Rudolf Steiner spoke very little of his life in personal terms. In his autobiography, however, he stated that, from his early childhood, he was fully conscious of the invisible reality within our everyday world. He struggled inwardly for the first forty years of his life not to achieve spiritual experience but to unite his spiritual experiences with ordinary reality through the methods of natural science. Steiner saw this scientific era, even in its most materialistic aspects, as an essential phase in the spiritual education of humanity. Only by forgetting the spiritual world for a time and attending to the material world can new and essential faculties be kindled, especially the experience of true individual inner freedom.

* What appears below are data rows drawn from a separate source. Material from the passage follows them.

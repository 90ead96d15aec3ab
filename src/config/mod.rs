mod schema;

pub use schema::*;

use std::path::Path;
use thiserror::Error;

#[derive(Debug, Error)]
pub enum ConfigError {
    #[error("Failed to read config file: {0}")]
    IoError(#[from] std::io::Error),
    #[error("Failed to parse config: {0}")]
    ParseError(#[from] toml::de::Error),
    #[error("Invalid config: {0}")]
    Invalid(String),
}

pub fn load_config<P: AsRef<Path>>(path: P) -> Result<Config, ConfigError> {
    let content = std::fs::read_to_string(path)?;
    let config: Config = toml::from_str(&content)?;
    config.validate()?;
    Ok(config)
}
//! Reply-stream tracking for backend responses.
//!
//! Every backend connection carries a `ReplyTracker` that consumes the
//! packets of a reply and knows when a complete response has been received.
//! Multi-result replies (stored procedures, multi-statement payloads) loop
//! through the states once per result, chained by the
//! SERVER_MORE_RESULTS_EXISTS status flag.

use bytes::Bytes;

use super::handshake::{
    eof_status_flags, is_eof_packet, is_err_packet, is_local_infile_packet, is_ok_packet,
    ok_status_flags,
};
use super::packet::{get_lenenc_int, status_flags::SERVER_MORE_RESULTS_EXISTS};

/// Where in a reply stream a backend currently is
#[derive(Debug, Clone, Copy, PartialEq, Eq)]
pub enum ReplyState {
    /// Query sent, first response packet not yet seen
    Start,
    /// Complete reply received
    Done,
    /// Resultset response, reading column definitions
    RsetColdef,
    /// Resultset response, reading rows
    RsetRows,
}

impl ReplyState {
    pub fn as_str(&self) -> &'static str {
        match self {
            ReplyState::Start => "START",
            ReplyState::Done => "DONE",
            ReplyState::RsetColdef => "RSET_COLDEF",
            ReplyState::RsetRows => "RSET_ROWS",
        }
    }
}

/// What kind of reply the backend owes for the dispatched command
#[derive(Debug, Clone, Copy, PartialEq, Eq)]
enum ReplyKind {
    /// OK / ERR / resultset, possibly chained by MORE_RESULTS
    Query,
    /// COM_STMT_PREPARE: OK header, then parameter and column definitions
    Prepare,
    /// COM_FIELD_LIST: column definitions straight away, terminated by EOF
    FieldList,
    /// One bare packet, e.g. the COM_STATISTICS string
    SinglePacket,
}

/// Per-backend reply stream tracker
#[derive(Debug)]
pub struct ReplyTracker {
    state: ReplyState,
    kind: ReplyKind,
    columns_expected: u64,
    /// EOF packets still owed by a prepare reply
    prepare_eofs: u8,
}

impl Default for ReplyTracker {
    fn default() -> Self {
        Self::new()
    }
}

impl ReplyTracker {
    pub fn new() -> Self {
        Self {
            state: ReplyState::Done,
            kind: ReplyKind::Query,
            columns_expected: 0,
            prepare_eofs: 0,
        }
    }

    pub fn state(&self) -> ReplyState {
        self.state
    }

    pub fn is_done(&self) -> bool {
        self.state == ReplyState::Done
    }

    /// Arm the tracker for a freshly dispatched query
    pub fn start_query(&mut self) {
        self.start(ReplyKind::Query);
    }

    /// Arm the tracker for a COM_STMT_PREPARE reply
    pub fn start_prepare(&mut self) {
        self.start(ReplyKind::Prepare);
    }

    /// Arm the tracker for a COM_FIELD_LIST reply
    pub fn start_field_list(&mut self) {
        self.start(ReplyKind::FieldList);
    }

    /// Arm the tracker for a command answered by one bare packet
    pub fn start_single_packet(&mut self) {
        self.start(ReplyKind::SinglePacket);
    }

    fn start(&mut self, kind: ReplyKind) {
        self.state = ReplyState::Start;
        self.kind = kind;
        self.columns_expected = 0;
        self.prepare_eofs = 0;
    }

    /// Consume one reply packet and advance the state machine.
    ///
    /// Returns the state after the packet; the reply is complete when the
    /// returned state is `Done`.
    pub fn process(&mut self, payload: &Bytes) -> ReplyState {
        self.state = match self.state {
            ReplyState::Start => match self.kind {
                ReplyKind::SinglePacket => ReplyState::Done,
                ReplyKind::FieldList => {
                    if is_err_packet(payload) || is_eof_packet(payload) {
                        ReplyState::Done
                    } else {
                        ReplyState::RsetColdef
                    }
                }
                ReplyKind::Prepare => {
                    if is_ok_packet(payload) {
                        // COM_STMT_PREPARE_OK: status, stmt id, column and
                        // parameter counts follow the header
                        let num_columns = read_u16_le(payload, 5);
                        let num_params = read_u16_le(payload, 7);
                        self.columns_expected = (num_columns + num_params) as u64;
                        self.prepare_eofs =
                            (num_columns > 0) as u8 + (num_params > 0) as u8;
                        if self.prepare_eofs == 0 {
                            ReplyState::Done
                        } else {
                            ReplyState::RsetColdef
                        }
                    } else {
                        ReplyState::Done
                    }
                }
                ReplyKind::Query => {
                    if is_err_packet(payload) || is_local_infile_packet(payload) {
                        ReplyState::Done
                    } else if is_ok_packet(payload) {
                        if ok_status_flags(payload) & SERVER_MORE_RESULTS_EXISTS != 0 {
                            ReplyState::Start
                        } else {
                            ReplyState::Done
                        }
                    } else {
                        self.columns_expected =
                            get_lenenc_int(payload).map(|(v, _)| v).unwrap_or(0);
                        ReplyState::RsetColdef
                    }
                }
            },
            ReplyState::RsetColdef => {
                if is_eof_packet(payload) {
                    match self.kind {
                        ReplyKind::Prepare => {
                            self.prepare_eofs = self.prepare_eofs.saturating_sub(1);
                            if self.prepare_eofs == 0 {
                                ReplyState::Done
                            } else {
                                ReplyState::RsetColdef
                            }
                        }
                        ReplyKind::FieldList => ReplyState::Done,
                        _ => ReplyState::RsetRows,
                    }
                } else {
                    ReplyState::RsetColdef
                }
            }
            ReplyState::RsetRows => {
                if is_err_packet(payload) {
                    ReplyState::Done
                } else if is_eof_packet(payload) {
                    if eof_status_flags(payload) & SERVER_MORE_RESULTS_EXISTS != 0 {
                        ReplyState::Start
                    } else {
                        ReplyState::Done
                    }
                } else {
                    ReplyState::RsetRows
                }
            }
            // A packet while DONE is a protocol violation from the backend;
            // swallow it without changing state.
            ReplyState::Done => ReplyState::Done,
        };

        self.state
    }

    /// Column count announced by the current resultset
    pub fn column_count(&self) -> u64 {
        self.columns_expected
    }
}

fn read_u16_le(payload: &[u8], offset: usize) -> u16 {
    match (payload.get(offset), payload.get(offset + 1)) {
        (Some(&lo), Some(&hi)) => u16::from_le_bytes([lo, hi]),
        _ => 0,
    }
}

/// The identifying parts of a ColumnDefinition41 packet
#[derive(Debug, Clone, PartialEq, Eq)]
pub struct ColumnDef {
    pub schema: String,
    pub org_table: String,
    pub org_name: String,
}

impl ColumnDef {
    /// Parse schema, org_table and org_name out of a column definition payload.
    ///
    /// Layout: catalog, schema, table, org_table, name, org_name as
    /// length-encoded strings, followed by fixed fields we do not need.
    pub fn parse(payload: &[u8]) -> Option<Self> {
        let mut pos = 0;
        let mut fields = [None::<&[u8]>; 6];

        for slot in fields.iter_mut() {
            let (len, consumed) = get_lenenc_int(payload.get(pos..)?)?;
            pos += consumed;
            let bytes = payload.get(pos..pos + len as usize)?;
            pos += len as usize;
            *slot = Some(bytes);
        }

        Some(Self {
            schema: String::from_utf8_lossy(fields[1]?).to_string(),
            org_table: String::from_utf8_lossy(fields[3]?).to_string(),
            org_name: String::from_utf8_lossy(fields[5]?).to_string(),
        })
    }
}

/// Byte range of one value inside a text-protocol row payload, or None for NULL
pub type RowValue = Option<std::ops::Range<usize>>;

/// Walk the length-encoded values of a text-protocol row payload.
///
/// Yields one entry per column: the byte range of the value inside the
/// payload, or `None` for a NULL (0xFB) marker. Stops at a malformed tail.
pub fn row_values(payload: &[u8]) -> Vec<RowValue> {
    let mut values = Vec::new();
    let mut pos = 0;

    while pos < payload.len() {
        if payload[pos] == 0xFB {
            values.push(None);
            pos += 1;
            continue;
        }
        let Some((len, consumed)) = get_lenenc_int(&payload[pos..]) else {
            break;
        };
        let start = pos + consumed;
        let end = start + len as usize;
        if end > payload.len() {
            break;
        }
        values.push(Some(start..end));
        pos = end;
    }

    values
}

During his thirties, Steiner awakened to an inner recognition of what he termed "the turning point in time" in human spiritual history. That event was brought about by the incarnation of the Christ. Steiner recognized that the meaning of that turning point in time transcends all differences of religion, race, or nation and has consequences for all of humanity. Rudolf Steiner was also led to recognize the new presence and activity of the Christ. It began in the twentieth century, not in the physical world, but in the etheric realm of the invisible realm of life forces of the Earth and humanity. Steiner wanted to nurture a path of knowledge to meet today's deep and urgent needs. Those ideals, though imperfectly realized, may guide people to find a continuing inspiration in anthroposophy for their lives and work. Rudolf Steiner left us the fruits of careful spiritual observation and perception (or, as he preferred to call it, spiritual research), a vision that is free and thoroughly conscious of the integrity of thinking and understanding inherent in natural science.

Steiner's last years were spent in sowing as many seeds as possible for future work; they were also darkened by his belief in a coming world conflagration, when the archangel Michael, overseer of the current stage of human consciousness, would face off against the power of Ahriman, a spiritual being who seeks to prevent humanity's development. Steiner spoke ominously of the incarnation of Ahriman, an Antichrist-like figure, whose display of miraculous powers would precede a catastrophic "war of all against all." Steiner believed this unavoidable destiny would take some time to unfold – Ahriman is scheduled to arrive in the 3000s – yet many of his followers suspect that in recent years the process has been speeded up. Steiner himself had grave doubts about the growing pace of technological development, warning his followers that materialist science gains its great power through unwittingly releasing Ahrimanic entities. In his last communications, Steiner called on his followers to develop their consciousness in order to rise above nature to the same extent that technology sank below it. He also gave series of lectures about karma and its work in human history.

Steiner died on 30 March 1925 in Dornach, Switzerland. He had been ill for at least a year with an undisclosed stomach ailment, although there is some speculation he had been poisoned. He continued lecturing until it was physically impossible for him to do so, and his followers were astounded when, on the evening of his last scheduled lecture, they found a note saying that it had to be cancelled because of the Doctor's health. Nothing like this had ever happened before. The Doctor, they believed, was invulnerable.

R

"Anthroposophy is a path of knowledge, to guide the spiritual in the human being to the spiritual in the universe. It arises in people as a need of the heart and feeling life. Anthroposophy can be justified only to the degree that it satisfies this inner need. It may be acknowledged only by those who find within it what they themselves feel the need to seek. Therefore, Anthroposophists are those who experience, as an essential need of life, certain questions on the nature of the human being and the universe, just as one experiences hunger and thirst."